Hidradenitis suppurativa


Hidradenitis suppurativa (HS), is a chronic inflammatory condition that affects sweat gland-bearing skin, usually, around the axillae (armpits), groin, buttocks (bottom) and under the breasts (inframammary fold).

It is characterised by persistent or recurrent boil-like nodules and abscesses that culminate in a purulent (pus-like) discharge that is often offensive smelling, sinuses or tunnels under the skin, and scarring.

HS can have a significant psychological impact, and many patients suffer from anxiety, depression, and impairment of body image.


HS can affect single or multiple areas in the axillae, neck, inframammary fold, and inner upper thighs. Anogenital involvement most commonly affects the groin, vulva, scrotum, perineum, buttocks, and perianal folds.

HS is characterised clinically by:

  • Open double-headed comedones (blackheads)
  • Painful, firm papules and nodules
  • Pustules, fluctuant pseudocysts, and abscesses
  • Draining sinuses linking inflammatory lesions
  • Hypertrophic (thickened) and atrophic (thinned skin) scars.


The cause of hidradenitis suppurativa is unknown. It is thought that there is an exaggerated inflammatory response to the presence of bacteria trapped in obstructed hair follicles in the skin. In some cases, there may be a genetic component. Other factors such as obesity, smoking and stress also play a role.


HS can be very difficult to treat and there is no single treatment that has been shown to be effective for everyone.

Affected individuals need to be supervised by a dermatologist with treatment tailored to their needs.

Lifestyle modifications such as ceasing smoking, losing weight and reducing stress are recommended.

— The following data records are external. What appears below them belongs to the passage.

//! Recording response normalization.
//!
//! The recordings endpoint has been observed to answer with an
//! `{"entities": [...]}` envelope, a bare array, or a single recording
//! object. All three become a flat list of items.

use serde_json::Value;

use recfinder_models::{ConversationId, RecordingRecord};

/// Flatten a recordings response body into its items.
///
/// - object with an `entities` array: the array
/// - array: the array
/// - any other object: a single-element list
/// - anything else: empty
pub fn normalize_envelope(body: Value) -> Vec<Value> {
    match body {
        Value::Array(items) => items,
        Value::Object(mut map) => match map.remove("entities") {
            Some(Value::Array(items)) => items,
            Some(other) => {
                map.insert("entities".to_string(), other);
                vec![Value::Object(map)]
            }
            None => vec![Value::Object(map)],
        },
        _ => Vec::new(),
    }
}

/// Normalize a response body into recording records for a conversation.
pub fn recordings_from_body(conversation_id: &ConversationId, body: Value) -> Vec<RecordingRecord> {
    normalize_envelope(body)
        .iter()
        .map(|item| RecordingRecord::from_payload(conversation_id.clone(), item))
        .collect()
}

#[cfg(test)]
mod tests {
    use super::*;
    use serde_json::json;

    fn r1() -> Value {
        json!({"id": "r1", "fileState": "AVAILABLE"})
    }

    fn r2() -> Value {
        json!({"id": "r2", "fileState": "ARCHIVED"})
    }

    #[test]
    fn test_entities_envelope() {
        assert_eq!(
            normalize_envelope(json!({"entities": [r1(), r2()], "pageSize": 25})),
            vec![r1(), r2()]
        );
    }

    #[test]
    fn test_bare_array() {
        assert_eq!(normalize_envelope(json!([r1(), r2()])), vec![r1(), r2()]);
    }

    #[test]
    fn test_bare_object() {
        assert_eq!(normalize_envelope(r1()), vec![r1()]);
    }

    #[test]
    fn test_non_array_entities_is_treated_as_single_object() {
        let body = json!({"id": "r1", "entities": "n/a"});
        assert_eq!(normalize_envelope(body.clone()), vec![body]);
    }

    #[test]
    fn test_scalars_yield_nothing() {
        assert!(normalize_envelope(Value::Null).is_empty());
        assert!(normalize_envelope(json!("text")).is_empty());
        assert!(normalize_envelope(json!({"entities": []})).is_empty());
    }

    #[test]
    fn test_records_keep_order_and_conversation() {
        let id = ConversationId::from("conv-9");
        let records = recordings_from_body(&id, json!({"entities": [r1(), r2()]}));
        let ids: Vec<_> = records.iter().map(|r| r.recording_id.as_deref()).collect();
        assert_eq!(ids, vec![Some("r1"), Some("r2")]);
        assert!(records.iter().all(|r| r.conversation_id == id));
    }
}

Mild disease is treated with antibacterial washes and topical antibiotics. Acute flare-ups may be managed by oral antibiotics, intralesional corticosteroid injections and /or minor surgical procedures. Hormonal therapy and immunomodulatory (immune suppressing) agents can be useful. Biological (injectable) therapy can be used for severe, widespread cases. Other treatments include retinoids (vitamin A-like drugs) and laser treatment. Very severe cases may require radical excisional surgery.